TASK DIRECTIONS:
What lines in the records below mention "that"? List them all.

(Stored data entries)

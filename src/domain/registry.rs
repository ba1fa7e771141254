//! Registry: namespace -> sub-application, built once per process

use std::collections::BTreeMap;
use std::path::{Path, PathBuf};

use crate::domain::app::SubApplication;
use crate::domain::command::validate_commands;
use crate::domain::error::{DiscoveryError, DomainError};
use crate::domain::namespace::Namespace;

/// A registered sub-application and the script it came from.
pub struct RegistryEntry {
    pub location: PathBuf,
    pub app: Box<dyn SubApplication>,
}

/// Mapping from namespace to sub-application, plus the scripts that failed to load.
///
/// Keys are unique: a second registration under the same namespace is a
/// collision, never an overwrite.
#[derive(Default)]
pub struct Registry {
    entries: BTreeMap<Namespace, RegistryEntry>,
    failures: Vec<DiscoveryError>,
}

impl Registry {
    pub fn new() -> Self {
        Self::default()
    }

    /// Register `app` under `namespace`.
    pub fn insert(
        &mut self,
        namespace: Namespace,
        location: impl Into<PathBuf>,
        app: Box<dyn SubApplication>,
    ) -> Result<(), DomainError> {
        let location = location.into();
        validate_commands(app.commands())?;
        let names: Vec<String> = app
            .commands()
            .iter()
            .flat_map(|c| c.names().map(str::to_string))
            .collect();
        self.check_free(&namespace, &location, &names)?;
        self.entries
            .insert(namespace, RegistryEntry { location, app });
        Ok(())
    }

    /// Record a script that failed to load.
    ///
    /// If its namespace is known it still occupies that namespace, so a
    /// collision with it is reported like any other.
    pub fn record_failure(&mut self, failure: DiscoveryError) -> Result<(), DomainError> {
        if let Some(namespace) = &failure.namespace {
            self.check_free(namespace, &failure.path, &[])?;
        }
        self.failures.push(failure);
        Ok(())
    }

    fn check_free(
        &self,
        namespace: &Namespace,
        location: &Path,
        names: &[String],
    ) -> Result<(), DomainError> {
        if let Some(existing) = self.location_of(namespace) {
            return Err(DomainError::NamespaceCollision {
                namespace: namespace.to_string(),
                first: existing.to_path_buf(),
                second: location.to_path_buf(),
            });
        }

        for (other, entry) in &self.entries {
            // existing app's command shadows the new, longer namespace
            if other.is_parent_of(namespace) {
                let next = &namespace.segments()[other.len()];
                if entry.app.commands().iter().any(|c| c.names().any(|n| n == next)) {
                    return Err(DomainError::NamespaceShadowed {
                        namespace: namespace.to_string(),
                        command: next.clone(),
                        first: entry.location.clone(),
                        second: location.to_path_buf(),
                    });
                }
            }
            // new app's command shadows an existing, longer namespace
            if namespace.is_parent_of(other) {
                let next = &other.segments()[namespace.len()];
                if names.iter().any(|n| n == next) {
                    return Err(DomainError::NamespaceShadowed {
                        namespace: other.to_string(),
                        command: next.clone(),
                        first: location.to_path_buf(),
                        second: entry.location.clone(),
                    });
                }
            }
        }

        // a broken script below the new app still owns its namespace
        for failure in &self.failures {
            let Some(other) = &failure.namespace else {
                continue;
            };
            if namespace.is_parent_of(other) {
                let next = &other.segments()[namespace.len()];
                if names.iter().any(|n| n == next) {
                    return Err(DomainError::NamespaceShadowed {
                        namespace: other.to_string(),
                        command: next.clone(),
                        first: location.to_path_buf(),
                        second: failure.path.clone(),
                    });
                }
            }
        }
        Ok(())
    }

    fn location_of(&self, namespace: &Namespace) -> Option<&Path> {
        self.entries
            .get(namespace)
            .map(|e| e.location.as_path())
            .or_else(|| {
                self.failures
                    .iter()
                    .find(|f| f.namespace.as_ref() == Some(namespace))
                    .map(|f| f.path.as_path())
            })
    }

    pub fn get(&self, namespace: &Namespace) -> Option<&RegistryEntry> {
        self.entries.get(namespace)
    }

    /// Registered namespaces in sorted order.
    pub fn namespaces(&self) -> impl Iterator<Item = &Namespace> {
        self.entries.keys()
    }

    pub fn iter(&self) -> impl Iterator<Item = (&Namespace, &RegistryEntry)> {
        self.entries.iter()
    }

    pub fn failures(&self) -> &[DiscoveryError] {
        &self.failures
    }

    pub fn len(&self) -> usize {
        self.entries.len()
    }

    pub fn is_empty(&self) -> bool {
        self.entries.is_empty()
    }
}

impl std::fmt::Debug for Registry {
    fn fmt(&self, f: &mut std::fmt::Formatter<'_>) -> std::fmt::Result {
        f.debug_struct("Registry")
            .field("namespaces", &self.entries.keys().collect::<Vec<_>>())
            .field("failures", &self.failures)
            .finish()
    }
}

RESPONSE TO THIS TASK:
/// Mapping from namespace to sub-application, plus the scripts that failed to load.
    /// Record a script that failed to load.
    /// If its namespace is known it still occupies that namespace, so a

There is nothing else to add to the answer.